A number of great ape traffickers are also known to be based in Guinea, many of whom have family relations with wildlife traffickers in the DRC. These Guinean traders travel back and forth between Guinea and the DRC on a regular basis while arranging their mostly illegal wildlife trade deals. One of them could have become infected with Ebola and brought it back with him to Guinea.



“The ape dealers in Conakry have collection teams that go into the forest, kill chimp mothers and capture the infants,” Ammann told mongabay.com. “They bring them to Conakry. The dealers are the same guys with family connections in Kinshasa [in the DRC].”



The elements are there to propose the following hypothesized scenario. Wildlife traffickers capture gorillas and/or bonobos (possibly even chimpanzees) in the DRC. They go to Guinea en route to another destination such as China or Armenia, but an ape or trafficker infected with Ebola Zaïre brings the virus along. Then the infected trafficker goes on a collecting trip for chimpanzees in the Guéckédou area and infects a person there. According to officials, the virus has been first speculatively traced to a two-year-old child in December 2013 in a village near Guéckédou. The contagion spreads from there.

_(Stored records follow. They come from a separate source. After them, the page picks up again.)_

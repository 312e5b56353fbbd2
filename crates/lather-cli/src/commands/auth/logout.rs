use serde::Serialize;

use crate::cli::GlobalFlags;
use crate::context::AppContext;
use crate::output::output;

#[derive(Serialize)]
struct LogoutResponse {
    logged_out: bool,
    was: Option<String>,
}

pub fn handle(ctx: &AppContext, flags: &GlobalFlags) -> anyhow::Result<()> {
    let was = ctx.credentials.current_identity()?;
    ctx.credentials.logout()?;
    output(
        &LogoutResponse {
            logged_out: true,
            was,
        },
        flags.format,
    )
}
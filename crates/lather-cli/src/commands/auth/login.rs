use serde::Serialize;

use crate::cli::GlobalFlags;
use crate::cli::subcommands::AuthCredentialArgs;
use crate::context::AppContext;
use crate::output::output;

#[derive(Serialize)]
struct LoginResponse<'a> {
    logged_in: bool,
    email: &'a str,
}

pub fn handle(args: &AuthCredentialArgs, ctx: &AppContext, flags: &GlobalFlags) -> anyhow::Result<()> {
    if !ctx.credentials.login(&args.email, &args.password)? {
        anyhow::bail!("invalid e-mail or password");
    }
    output(
        &LoginResponse {
            logged_in: true,
            email: args.email.trim(),
        },
        flags.format,
    )
}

The main road connecting Conakry with Guéckédou borders important western chimpanzee habitat. Could an ape trafficker infected with Ebola have sparked off the outbreak? The red patch is the initial outbreak area. Courtesy of New England Journal of Medicine
The main road connecting Conakry with Guéckédou borders important western chimpanzee habitat. Could an ape trafficker infected with Ebola have sparked off the outbreak? The red patch is the initial outbreak area. Courtesy of New England Journal of Medicine


The fact that the Ebola did not break out in Conakry or elsewhere first cannot be explained at present, but working out the entire history and epidemiology of this outbreak is of highest priority in order to prevent a repeat occurrence. Great ape trafficking could have much more serious consequences than ever imagined.

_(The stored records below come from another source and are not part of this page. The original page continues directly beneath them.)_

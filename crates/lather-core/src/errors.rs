//! Cross-cutting error types for Lather.
//!
//! Domain-specific errors (e.g., `StorageError`, `ClassifierError`) are defined
//! in their respective crates. They converge in `lather-cli` via `anyhow`.

use thiserror::Error;

/// Errors that can be raised by any Lather crate.
#[derive(Debug, Error, PartialEq, Eq)]
pub enum CoreError {
    /// A string could not be parsed as a canonical `YYYY-MM-DD` day.
    #[error("invalid day '{0}': expected YYYY-MM-DD")]
    InvalidDay(String),

    /// A month number outside `1..=12`, or a year chrono cannot represent.
    #[error("invalid month {year}-{month}")]
    InvalidMonth { year: i32, month: u32 },

    /// A weekday name that is not recognized.
    #[error("invalid weekday '{0}'")]
    InvalidWeekday(String),

    /// A grid height other than five or six weeks.
    #[error("invalid grid size: {0} weeks (expected 5 or 6)")]
    InvalidGridSize(u32),
}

The chimpanzees living in Guinea are also at risk, since great apes have suffered even more from previous Ebola epidemics than humans. Up to 90 percent of local great ape populations have been wiped out by Ebola during past outbreaks in Central Africa, particularly in areas of deforestation, which characterizes much of West African ape habitat.



A half-eaten banana dropped by an infected human and found by a chimpanzee could spell doom for the already threatened western chimpanzee (Pan troglodytes verus).